R$ 1.265,63: trabalhadores nas indústrias do vestuário e do calçado, nas indústrias de fiação e de tecelagem, nas indústrias de artefatos de couro, nas indústrias do papel, papelão e cortiça, em empresas distribuidoras e vendedoras de jornais e revistas e empregados em bancas, vendedores ambulantes de jornais e revistas, empregados da administração das empresas proprietárias de jornais e revistas, empregados em estabelecimentos de serviços de saúde, empregados em serviços de asseio, conservação e limpeza, nas empresas de telecomunicações, teleoperador, “telemarketing”, “call centers”, operadores de “voip” (telefonia pela internet), TV a cabo e similares e empregados em hotéis, restaurantes, bares e similares.

R$ 1.294,34: trabalhadores nas indústrias do mobiliário, nas indústrias químicas e farmacêuticas, nas indústrias cinematográficas, nas indústrias da alimentação, empregados no comércio em geral, empregados de agentes autônomos do comércio, empregados em exibidoras e distribuidoras cinematográficas, movimentadores de mercadorias em geral, no comércio armazenador e auxiliares de administração de armazéns gerais.

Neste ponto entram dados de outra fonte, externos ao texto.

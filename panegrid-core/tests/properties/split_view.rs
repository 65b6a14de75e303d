//! Property-based tests for the split view manager
//!
//! Any randomized sequence of split/remove/clear/focus operations must
//! keep the tree canonical (the debug validator panics otherwise), keep
//! exact pane-count accounting, keep focus on a live pane, and survive a
//! save/load round trip isomorphically.

use proptest::prelude::*;

use panegrid_core::split::{
    ContainerNode, LayoutNode, PaneNode, SplitDirection, SplitViewManager, SplitViewOptions,
};

// ============================================================================
// Test Strategies
// ============================================================================

/// Manager whose factory hands out sequential handles starting at `base`.
fn counting_manager(base: u32, distribute: bool) -> SplitViewManager<u32> {
    let mut manager = SplitViewManager::with_options(SplitViewOptions {
        distribute_split_size: distribute,
    });
    let mut next = base;
    manager.set_content_factory(move || {
        let content = next;
        next += 1;
        content
    });
    manager
}

/// Strategy for generating split directions
fn split_direction_strategy() -> impl Strategy<Value = SplitDirection> {
    prop_oneof![
        Just(SplitDirection::Horizontally),
        Just(SplitDirection::Vertically),
    ]
}

/// Represents an operation that can be performed on a manager
#[derive(Debug, Clone)]
enum LayoutOperation {
    /// Split the focused pane in the given direction
    Split(SplitDirection),
    /// Split the focused pane into several weighted siblings
    SplitMany {
        direction: SplitDirection,
        sizes: Vec<f64>,
    },
    /// Remove the focused pane
    Remove,
    /// Collapse back to a single pane
    Clear,
    /// Set focus to a pane (by index into panes())
    SetFocus { pane_index: usize },
}

/// Strategy for generating layout operations
fn layout_operation_strategy() -> impl Strategy<Value = LayoutOperation> {
    prop_oneof![
        4 => split_direction_strategy().prop_map(LayoutOperation::Split),
        2 => (
            split_direction_strategy(),
            proptest::collection::vec(0.1f64..8.0, 2..=4),
        )
            .prop_map(|(direction, sizes)| LayoutOperation::SplitMany { direction, sizes }),
        3 => Just(LayoutOperation::Remove),
        1 => Just(LayoutOperation::Clear),
        3 => (0usize..16).prop_map(|pane_index| LayoutOperation::SetFocus { pane_index }),
    ]
}

/// Strategy for generating a sequence of layout operations
fn layout_operations_strategy(max_ops: usize) -> impl Strategy<Value = Vec<LayoutOperation>> {
    proptest::collection::vec(layout_operation_strategy(), 0..=max_ops)
}

/// Apply an operation, ignoring user no-op errors, and return the change
/// in pane count the operation reported through its result.
fn apply_operation(manager: &mut SplitViewManager<u32>, op: &LayoutOperation) -> isize {
    let before = manager.pane_count() as isize;
    match op {
        LayoutOperation::Split(direction) => {
            let _ = manager.split(*direction);
        }
        LayoutOperation::SplitMany { direction, sizes } => {
            let _ = manager.split_many(*direction, sizes);
        }
        LayoutOperation::Remove => {
            let _ = manager.remove();
        }
        LayoutOperation::Clear => {
            let _ = manager.clear();
        }
        LayoutOperation::SetFocus { pane_index } => {
            let panes = manager.panes();
            if !panes.is_empty() {
                let _ = manager.set_focus(panes[pane_index % panes.len()]);
            }
        }
    }
    manager.pane_count() as isize - before
}

/// Walks the public tree view, asserting every weight is positive finite.
fn assert_positive_weights(container: &ContainerNode<u32>) {
    for slot in &container.slots {
        assert!(
            slot.weight.is_finite() && slot.weight > 0.0,
            "weight {} is not positive finite",
            slot.weight
        );
        if let PaneNode::Container(child) = &slot.node {
            assert_positive_weights(child);
        }
    }
}

/// Asserts two descriptions describe the same structure: identical split
/// directions, identical leaf-UID order, and identical size ratios.
fn assert_isomorphic(a: &LayoutNode, b: &LayoutNode) {
    match (a, b) {
        (
            LayoutNode::Leaf {
                leaf_uid: uid_a,
                index: index_a,
            },
            LayoutNode::Leaf {
                leaf_uid: uid_b,
                index: index_b,
            },
        ) => {
            assert_eq!(uid_a, uid_b, "leaf UID order diverged");
            assert_eq!(index_a, index_b, "leaf index diverged");
        }
        (
            LayoutNode::Container {
                split_direction: dir_a,
                sizes: sizes_a,
                children: children_a,
                index: index_a,
            },
            LayoutNode::Container {
                split_direction: dir_b,
                sizes: sizes_b,
                children: children_b,
                index: index_b,
            },
        ) => {
            assert_eq!(dir_a, dir_b, "split direction diverged");
            assert_eq!(index_a, index_b, "container index diverged");
            assert_eq!(sizes_a.len(), sizes_b.len(), "slot count diverged");
            assert_eq!(children_a.len(), children_b.len());
            let total_a: f64 = sizes_a.iter().sum();
            let total_b: f64 = sizes_b.iter().sum();
            for (size_a, size_b) in sizes_a.iter().zip(sizes_b) {
                let ratio_a = size_a / total_a;
                let ratio_b = size_b / total_b;
                assert!(
                    (ratio_a - ratio_b).abs() < 1e-9,
                    "size ratios diverged: {ratio_a} vs {ratio_b}"
                );
            }
            for (child_a, child_b) in children_a.iter().zip(children_b) {
                assert_isomorphic(child_a, child_b);
            }
        }
        _ => panic!("tree shapes diverged: leaf vs container"),
    }
}

// ============================================================================
// Properties
// ============================================================================

proptest! {
    #![proptest_config(ProptestConfig::with_cases(100))]

    /// Any operation sequence keeps the tree canonical: the debug-build
    /// validator runs after every mutation and panics on violations, and
    /// the observable state stays sane.
    #[test]
    fn prop_operations_never_corrupt_the_tree(
        distribute in any::<bool>(),
        ops in layout_operations_strategy(14),
    ) {
        let mut manager = counting_manager(0, distribute);
        for op in &ops {
            apply_operation(&mut manager, op);

            prop_assert!(manager.pane_count() >= 1);
            let focused = manager.focused_pane().expect("focus never empties");
            prop_assert!(manager.contains_pane(focused));
            assert_positive_weights(manager.root().expect("root exists"));
        }
    }

    /// Pane count changes by exactly +1 per successful split, -1 per
    /// successful remove, and never changes through compaction alone.
    #[test]
    fn prop_pane_count_accounting(
        ops in layout_operations_strategy(14),
    ) {
        let mut manager = counting_manager(0, true);
        for op in &ops {
            let panes_before = manager.pane_count();
            let delta = apply_operation(&mut manager, op);
            match op {
                LayoutOperation::Split(_) => prop_assert!(delta == 0 || delta == 1),
                LayoutOperation::SplitMany { sizes, .. } => {
                    prop_assert!(delta == 0 || delta == sizes.len() as isize - 1);
                }
                LayoutOperation::Remove => prop_assert!(delta == 0 || delta == -1),
                LayoutOperation::Clear => {
                    prop_assert_eq!(manager.pane_count(), 1);
                    prop_assert_eq!(delta, 1 - panes_before as isize);
                }
                LayoutOperation::SetFocus { .. } => prop_assert_eq!(delta, 0),
            }
        }
    }

    /// After a successful remove, focus lands on a surviving pane and the
    /// removed pane is gone.
    #[test]
    fn prop_remove_moves_focus_to_survivor(
        ops in layout_operations_strategy(10),
    ) {
        let mut manager = counting_manager(0, true);
        for op in &ops {
            apply_operation(&mut manager, op);
        }

        let focused = manager.focused_pane().expect("focus never empties");
        if let Ok(removed) = manager.remove() {
            prop_assert_eq!(removed, focused);
            prop_assert!(!manager.contains_pane(removed));
            let successor = manager.focused_pane().expect("a pane survives");
            prop_assert!(manager.contains_pane(successor));
        } else {
            prop_assert_eq!(manager.pane_count(), 1);
        }
    }

    /// Save then load on a fresh manager reproduces an isomorphic tree:
    /// identical directions, identical weight ratios, identical leaf-UID
    /// assignment order.
    #[test]
    fn prop_save_load_round_trip(
        ops in layout_operations_strategy(12),
    ) {
        let mut original = counting_manager(0, true);
        for op in &ops {
            apply_operation(&mut original, op);
        }

        let mut saved_uids = Vec::new();
        let description = original
            .save(|_content, uid| saved_uids.push(uid))
            .expect("save succeeds");
        prop_assert_eq!(saved_uids.len(), original.pane_count());
        // UIDs are sequential in traversal order
        for (expected, uid) in saved_uids.iter().enumerate() {
            prop_assert_eq!(*uid as usize, expected);
        }

        let mut restored = counting_manager(1000, true);
        let mut restored_uids = Vec::new();
        restored
            .load(&description, |_content, uid| restored_uids.push(uid))
            .expect("load succeeds");

        prop_assert_eq!(restored.pane_count(), original.pane_count());
        prop_assert_eq!(restored_uids, saved_uids);
        let description_again = restored.save(|_, _| {}).expect("second save succeeds");
        assert_isomorphic(&description, &description_again);
    }

    /// Clear always collapses to exactly one pane holding focus.
    #[test]
    fn prop_clear_collapses_to_single_pane(
        ops in layout_operations_strategy(10),
    ) {
        let mut manager = counting_manager(0, true);
        for op in &ops {
            apply_operation(&mut manager, op);
        }

        let survivor = manager.clear().expect("clear succeeds");
        prop_assert_eq!(manager.pane_count(), 1);
        prop_assert_eq!(manager.focused_pane(), Some(survivor));
        prop_assert_eq!(manager.panes(), vec![survivor]);
    }
}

R$ 1.346,46: trabalhadores nas indústrias metalúrgicas, mecânicas e de material elétrico, nas indústrias gráficas, nas indústrias de vidros, cristais, espelhos, cerâmica de louça e porcelana, nas indústrias de artefatos de borracha, em empresas de seguros privados e capitalização e de agentes autônomos de seguros privados e de crédito, em edifícios e condomínios residenciais, comerciais e similares, nas indústrias de joalheria e lapidação de pedras preciosas, auxiliares em administração escolar (empregados de estabelecimentos de ensino), empregados em entidades culturais, recreativas, de assistência social, de orientação e formação profissional, marinheiros fluviais de convés, marinheiros fluviais de máquinas, cozinheiros fluviais, taifeiros fluviais, empregados em escritórios de agências de navegação, empregados em terminais de contêineres e mestres e encarregados em estaleiros, vigilantes, marítimos do 1º grupo de aquaviários que laboram nas seções de convés, máquinas, câmara e saúde, em todos os níveis (I, II, III, IV, V, VI, VII e superiores).

R$ 1.567,81: trabalhadores técnicos de nível médio, tanto em cursos integrados como subsequentes ou concomitantes.